Article by Forter vice president of sales for APAC Monica Acree.
In these turbulent COVID times, e-commerce companies have faced both famine and feast as they adapted to the restrictions and opportunities created by COVID-19.
Research shows that in the past 12 months, the number of first-time online shoppers has doubled. However, while these new users represent a significant opportunity, many businesses are missing out because they’re simply not able to tell whether these potential customers are legitimate or not with their existing fraud prevention technology.
As a result, new users to e-commerce businesses are far more likely to be declined at the point of transaction, leading to the immediate loss of this revenue — and in many cases, these customers never return, meaning longer-term loss of lifetime value.
This phenomenon is called New User: Missed Opportunity (NUMO), and it costs retailers a fortune. The longer-term loss of revenue could easily be more than the cost of the occasional fraud loss that an e-commerce business’s existing fraud prevention solution is preventing.
So how does NUMO happen, and how can e-commerce companies change how they approach fraud prevention technology?
The missing millions — the scale and frequency of NUMO
A customer’s first experience of purchasing online is critical. The process needs to be as welcoming, easy and frictionless as possible. When a customer has decided to try out a new supplier and gone to the trouble of selecting their item and entering their personal details, the last thing they want is for that effort to go to waste if the order is declined.
The damage that this causes is highlighted by recent research from Forter that found that 40% of those declined customers will take their business elsewhere and are unlikely to return. The opportunity to build a long-term relationship with that customer is lost forever. In their bid to stop fraud, some e-commerce businesses are forgoing revenue, and the numbers suggest that they are losing out financially — especially when taking into account the lost repeat business from lost new customers.
Why are new users being declined?
So why are these new customers being turned away instead of being welcomed with open arms? The answer lies in the limitations of legacy fraud prevention tools that struggle to make robust decisions about a user’s authenticity when presented with limited data. In an ideal world, the data within a fraud prevention tool includes what customers have bought in the past, linking online and in-store transactions, how often coupons are used and the frequency of product returns. This is all in the name of establishing the customer’s integrity.
Unfortunately, many fraud prevention tools are based on manual reviews and rules, and these provide limited visibility of the wider e-commerce ecosystem. There isn’t enough information to establish the authenticity of the customer — the reviews and tools are not dynamic enough to keep up with the increased volume or changing behaviour — and this results in false declines and frustrated customers.
Of course, trust is a two-way street. It is not only the merchant that can have suspicions about authenticity. Customers, especially first-time online shoppers, can be nervous when providing a lot of personal information to a site and can abandon their purchase when pressed for extra details.
Recent research by Baymard in the UK found that 24% of customers abandoned their carts because the merchant wanted them to create a customer account, while 18% did so because the checkout process was too long or complicated. 17% decided they didn’t trust the site with their payment information.

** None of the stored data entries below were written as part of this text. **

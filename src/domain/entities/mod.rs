//! Core domain entities.
//!
//! - [`Tutorial`] - A persisted tutorial record
//! - [`NewTutorial`] - Input for creating a record
//! - [`TutorialPatch`] - Partial update of an existing record

pub mod tutorial;

pub use tutorial::{NewTutorial, Tutorial, TutorialPatch};
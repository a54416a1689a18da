//! Infrastructure layer implementing the domain storage contract.
//!
//! - [`persistence`] - PostgreSQL and in-memory tutorial repositories

pub mod persistence;
//! HTTP middleware for request processing.
//!
//! Provides cross-origin handling and observability middleware.

pub mod cors;
pub mod tracing;
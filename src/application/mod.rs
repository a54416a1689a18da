//! Application layer orchestrating domain operations.
//!
//! - [`services`] - Business services consumed by HTTP handlers and the admin CLI

pub mod services;
//! In-memory implementation of the tutorial repository.

use async_trait::async_trait;
use chrono::Utc;
use tokio::sync::RwLock;
use tracing::debug;

use crate::domain::entities::{NewTutorial, Tutorial, TutorialPatch};
use crate::domain::repositories::TutorialRepository;
use crate::error::AppError;
use crate::utils::id_generator::generate_id;

/// Tutorials held in a vector behind an async lock.
///
/// Insertion order is preserved, so [`TutorialRepository::list`] returns
/// records in the order they were created. Nothing survives a restart.
///
/// # Use Cases
///
/// - Running the service without a configured database
/// - Fake store for handler tests
#[derive(Debug, Default)]
pub struct MemoryTutorialRepository {
    tutorials: RwLock<Vec<Tutorial>>,
}

impl MemoryTutorialRepository {
    pub fn new() -> Self {
        debug!("Using in-memory tutorial store");
        Self::default()
    }

    /// Creates a repository pre-populated with `tutorials`, kept in the given order.
    pub fn with_tutorials(tutorials: Vec<Tutorial>) -> Self {
        Self {
            tutorials: RwLock::new(tutorials),
        }
    }
}

#[async_trait]
impl TutorialRepository for MemoryTutorialRepository {
    async fn list(&self) -> Result<Vec<Tutorial>, AppError> {
        Ok(self.tutorials.read().await.clone())
    }

    async fn find_by_id(&self, id: &str) -> Result<Option<Tutorial>, AppError> {
        let tutorials = self.tutorials.read().await;
        Ok(tutorials.iter().find(|t| t.id == id).cloned())
    }

    async fn create(&self, new_tutorial: NewTutorial) -> Result<Tutorial, AppError> {
        let tutorial = Tutorial::from_new(generate_id(), new_tutorial, Utc::now());

        self.tutorials.write().await.push(tutorial.clone());

        Ok(tutorial)
    }

    async fn update(&self, id: &str, patch: TutorialPatch) -> Result<Option<Tutorial>, AppError> {
        let mut tutorials = self.tutorials.write().await;

        Ok(tutorials.iter_mut().find(|t| t.id == id).map(|tutorial| {
            tutorial.apply(patch, Utc::now());
            tutorial.clone()
        }))
    }

    async fn delete(&self, id: &str) -> Result<Option<Tutorial>, AppError> {
        let mut tutorials = self.tutorials.write().await;

        Ok(tutorials
            .iter()
            .position(|t| t.id == id)
            .map(|index| tutorials.remove(index)))
    }

    async fn delete_all(&self) -> Result<u64, AppError> {
        let mut tutorials = self.tutorials.write().await;
        let removed = tutorials.len() as u64;
        tutorials.clear();
        Ok(removed)
    }

    async fn ping(&self) -> Result<(), AppError> {
        Ok(())
    }

    fn backend_name(&self) -> &'static str {
        "memory"
    }
}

So, while the merchant aims to qualify the customer by getting the information to satisfy anti-fraud tools, the customer is being dissuaded from continuing. This extra friction contributes to NUMO.
How technology can address this problem
E-commerce businesses must address fraud. There’s no arguing that. But if the tools they’re using are actually compromising genuine customer relationships, they’re contributing to potential losses that are even greater than the fraud itself.
How can technology address this? The key is accessing that all-important behavioural data that gives the e-commerce business confidence in the integrity of the customer without adding friction. By investing in advanced tools that access massive datasets across enterprises, banks, payment providers and industries, merchants get a better picture of what ‘good’ customers look like, meaning fewer are declined.